[Provided records Boundary: Start]

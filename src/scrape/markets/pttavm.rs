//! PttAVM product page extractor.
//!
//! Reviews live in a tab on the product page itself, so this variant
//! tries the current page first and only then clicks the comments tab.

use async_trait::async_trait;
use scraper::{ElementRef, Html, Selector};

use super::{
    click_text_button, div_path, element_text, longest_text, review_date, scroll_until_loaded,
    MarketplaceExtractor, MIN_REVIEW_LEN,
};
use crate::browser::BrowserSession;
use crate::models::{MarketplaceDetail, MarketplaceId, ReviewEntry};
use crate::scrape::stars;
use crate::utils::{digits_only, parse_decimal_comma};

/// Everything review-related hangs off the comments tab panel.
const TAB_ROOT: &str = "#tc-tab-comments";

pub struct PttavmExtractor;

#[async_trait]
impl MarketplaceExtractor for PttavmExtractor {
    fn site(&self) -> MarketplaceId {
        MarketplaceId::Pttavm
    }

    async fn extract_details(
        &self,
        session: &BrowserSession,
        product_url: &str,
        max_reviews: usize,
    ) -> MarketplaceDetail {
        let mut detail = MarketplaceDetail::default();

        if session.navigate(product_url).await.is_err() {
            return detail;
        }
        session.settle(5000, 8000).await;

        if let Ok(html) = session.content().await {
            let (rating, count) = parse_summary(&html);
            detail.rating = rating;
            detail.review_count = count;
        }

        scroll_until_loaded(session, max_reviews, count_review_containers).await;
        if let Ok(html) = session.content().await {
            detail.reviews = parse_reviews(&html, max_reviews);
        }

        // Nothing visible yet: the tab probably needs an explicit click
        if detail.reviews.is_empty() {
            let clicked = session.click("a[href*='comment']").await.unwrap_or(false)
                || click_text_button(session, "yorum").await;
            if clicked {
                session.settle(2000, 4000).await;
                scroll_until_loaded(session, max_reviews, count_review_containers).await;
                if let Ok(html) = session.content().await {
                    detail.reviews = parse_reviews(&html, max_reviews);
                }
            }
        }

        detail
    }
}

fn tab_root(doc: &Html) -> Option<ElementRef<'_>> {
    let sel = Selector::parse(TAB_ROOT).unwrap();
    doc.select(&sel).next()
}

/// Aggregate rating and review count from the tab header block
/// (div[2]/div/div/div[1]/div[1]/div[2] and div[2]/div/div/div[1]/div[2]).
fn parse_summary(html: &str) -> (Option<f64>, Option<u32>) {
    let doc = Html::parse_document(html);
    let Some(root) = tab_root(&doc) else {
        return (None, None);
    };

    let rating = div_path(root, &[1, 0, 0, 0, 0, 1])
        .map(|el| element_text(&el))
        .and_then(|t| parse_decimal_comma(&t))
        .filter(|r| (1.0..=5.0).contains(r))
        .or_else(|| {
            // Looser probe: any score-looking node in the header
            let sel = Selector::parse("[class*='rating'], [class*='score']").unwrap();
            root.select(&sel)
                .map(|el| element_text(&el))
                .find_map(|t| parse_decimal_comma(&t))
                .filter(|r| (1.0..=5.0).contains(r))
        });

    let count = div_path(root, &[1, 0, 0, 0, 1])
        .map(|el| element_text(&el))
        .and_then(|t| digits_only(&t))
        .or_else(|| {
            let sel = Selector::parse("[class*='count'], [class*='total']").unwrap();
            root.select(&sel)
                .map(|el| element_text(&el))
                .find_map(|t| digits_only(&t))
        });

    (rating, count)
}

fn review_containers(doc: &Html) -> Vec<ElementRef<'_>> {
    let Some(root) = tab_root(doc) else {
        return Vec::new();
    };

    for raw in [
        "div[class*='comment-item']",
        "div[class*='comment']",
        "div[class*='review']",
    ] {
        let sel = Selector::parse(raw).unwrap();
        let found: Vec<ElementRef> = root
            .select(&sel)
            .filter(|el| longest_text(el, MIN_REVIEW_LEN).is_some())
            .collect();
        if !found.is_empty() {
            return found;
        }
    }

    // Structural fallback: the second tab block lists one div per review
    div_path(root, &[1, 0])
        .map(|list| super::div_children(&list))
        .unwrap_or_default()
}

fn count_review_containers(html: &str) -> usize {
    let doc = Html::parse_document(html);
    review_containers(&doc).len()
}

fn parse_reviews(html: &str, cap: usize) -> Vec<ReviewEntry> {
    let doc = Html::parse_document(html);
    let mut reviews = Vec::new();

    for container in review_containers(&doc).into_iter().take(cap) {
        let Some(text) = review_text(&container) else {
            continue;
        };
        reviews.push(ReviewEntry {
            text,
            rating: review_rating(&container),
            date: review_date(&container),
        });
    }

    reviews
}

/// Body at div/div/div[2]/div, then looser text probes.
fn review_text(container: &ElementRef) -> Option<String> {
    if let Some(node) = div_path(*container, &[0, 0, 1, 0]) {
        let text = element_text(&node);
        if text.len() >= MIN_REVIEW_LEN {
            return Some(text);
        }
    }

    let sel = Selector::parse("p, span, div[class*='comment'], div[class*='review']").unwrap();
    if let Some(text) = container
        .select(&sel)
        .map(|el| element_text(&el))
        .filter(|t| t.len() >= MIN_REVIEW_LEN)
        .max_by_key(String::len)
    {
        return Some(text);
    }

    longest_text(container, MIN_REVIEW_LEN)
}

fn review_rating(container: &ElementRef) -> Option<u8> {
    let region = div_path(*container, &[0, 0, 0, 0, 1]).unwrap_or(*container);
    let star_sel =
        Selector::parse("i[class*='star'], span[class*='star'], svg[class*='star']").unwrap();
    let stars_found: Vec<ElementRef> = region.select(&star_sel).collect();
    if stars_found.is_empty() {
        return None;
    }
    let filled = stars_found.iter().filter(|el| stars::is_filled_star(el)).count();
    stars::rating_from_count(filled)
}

[Provided records Boundary: End]

Problem statement
Each line above needs to be returned exactly as it is.

The answer
filename src/scrape/markets/pttavm.rs
//! PttAVM product page extractor.
//!
//! Reviews live in a tab on the product page itself, so this variant
//! tries the current page first and only then clicks the comments tab.

use async_trait::async_trait;
use scraper::{ElementRef, Html, Selector};

use super::{
    click_text_button, div_path, element_text, longest_text, review_date, scroll_until_loaded,
    MarketplaceExtractor, MIN_REVIEW_LEN,
};
use crate::browser::BrowserSession;
use crate::models::{MarketplaceDetail, MarketplaceId, ReviewEntry};
use crate::scrape::stars;
use crate::utils::{digits_only, parse_decimal_comma};

/// Everything review-related hangs off the comments tab panel.
const TAB_ROOT: &str = "#tc-tab-comments";

pub struct PttavmExtractor;

#[async_trait]
impl MarketplaceExtractor for PttavmExtractor {
    fn site(&self) -> MarketplaceId {
        MarketplaceId::Pttavm
    }

    async fn extract_details(
        &self,
        session: &BrowserSession,
        product_url: &str,
        max_reviews: usize,
    ) -> MarketplaceDetail {
        let mut detail = MarketplaceDetail::default();

        if session.navigate(product_url).await.is_err() {
            return detail;
        }
        session.settle(5000, 8000).await;

        if let Ok(html) = session.content().await {
            let (rating, count) = parse_summary(&html);
            detail.rating = rating;
            detail.review_count = count;
        }

        scroll_until_loaded(session, max_reviews, count_review_containers).await;
        if let Ok(html) = session.content().await {
            detail.reviews = parse_reviews(&html, max_reviews);
        }

        // Nothing visible yet: the tab probably needs an explicit click
        if detail.reviews.is_empty() {
            let clicked = session.click("a[href*='comment']").await.unwrap_or(false)
                || click_text_button(session, "yorum").await;
            if clicked {
                session.settle(2000, 4000).await;
                scroll_until_loaded(session, max_reviews, count_review_containers).await;
                if let Ok(html) = session.content().await {
                    detail.reviews = parse_reviews(&html, max_reviews);
                }
            }
        }

        detail
    }
}

fn tab_root(doc: &Html) -> Option<ElementRef<'_>> {
    let sel = Selector::parse(TAB_ROOT).unwrap();
    doc.select(&sel).next()
}

/// Aggregate rating and review count from the tab header block
/// (div[2]/div/div/div[1]/div[1]/div[2] and div[2]/div/div/div[1]/div[2]).
fn parse_summary(html: &str) -> (Option<f64>, Option<u32>) {
    let doc = Html::parse_document(html);
    let Some(root) = tab_root(&doc) else {
        return (None, None);
    };

    let rating = div_path(root, &[1, 0, 0, 0, 0, 1])
        .map(|el| element_text(&el))
        .and_then(|t| parse_decimal_comma(&t))
        .filter(|r| (1.0..=5.0).contains(r))
        .or_else(|| {
            // Looser probe: any score-looking node in the header
            let sel = Selector::parse("[class*='rating'], [class*='score']").unwrap();
            root.select(&sel)
                .map(|el| element_text(&el))
                .find_map(|t| parse_decimal_comma(&t))
                .filter(|r| (1.0..=5.0).contains(r))
        });

    let count = div_path(root, &[1, 0, 0, 0, 1])
        .map(|el| element_text(&el))
        .and_then(|t| digits_only(&t))
        .or_else(|| {
            let sel = Selector::parse("[class*='count'], [class*='total']").unwrap();
            root.select(&sel)
                .map(|el| element_text(&el))
                .find_map(|t| digits_only(&t))
        });

    (rating, count)
}

fn review_containers(doc: &Html) -> Vec<ElementRef<'_>> {
    let Some(root) = tab_root(doc) else {
        return Vec::new();
    };

    for raw in [
        "div[class*='comment-item']",
        "div[class*='comment']",
        "div[class*='review']",
    ] {
        let sel = Selector::parse(raw).unwrap();
        let found: Vec<ElementRef> = root
            .select(&sel)
            .filter(|el| longest_text(el, MIN_REVIEW_LEN).is_some())
            .collect();
        if !found.is_empty() {
            return found;
        }
    }

    // Structural fallback: the second tab block lists one div per review
    div_path(root, &[1, 0])
        .map(|list| super::div_children(&list))
        .unwrap_or_default()
}

fn count_review_containers(html: &str) -> usize {
    let doc = Html::parse_document(html);
    review_containers(&doc).len()
}

fn parse_reviews(html: &str, cap: usize) -> Vec<ReviewEntry> {
    let doc = Html::parse_document(html);
    let mut reviews = Vec::new();

    for container in review_containers(&doc).into_iter().take(cap) {
        let Some(text) = review_text(&container) else {
            continue;
        };
        reviews.push(ReviewEntry {
            text,
            rating: review_rating(&container),
            date: review_date(&container),
        });
    }

    reviews
}

/// Body at div/div/div[2]/div, then looser text probes.
fn review_text(container: &ElementRef) -> Option<String> {
    if let Some(node) = div_path(*container, &[0, 0, 1, 0]) {
        let text = element_text(&node);
        if text.len() >= MIN_REVIEW_LEN {
            return Some(text);
        }
    }

    let sel = Selector::parse("p, span, div[class*='comment'], div[class*='review']").unwrap();
    if let Some(text) = container
        .select(&sel)
        .map(|el| element_text(&el))
        .filter(|t| t.len() >= MIN_REVIEW_LEN)
        .max_by_key(String::len)
    {
        return Some(text);
    }

    longest_text(container, MIN_REVIEW_LEN)
}

fn review_rating(container: &ElementRef) -> Option<u8> {
    let region = div_path(*container, &[0, 0, 0, 0, 1]).unwrap_or(*container);
    let star_sel =
        Selector::parse("i[class*='star'], span[class*='star'], svg[class*='star']").unwrap();
    let stars_found: Vec<ElementRef> = region.select(&star_sel).collect();
    if stars_found.is_empty() {
        return None;
    }
    let filled = stars_found.iter().filter(|el| stars::is_filled_star(el)).count();
    stars::rating_from_count(filled)
}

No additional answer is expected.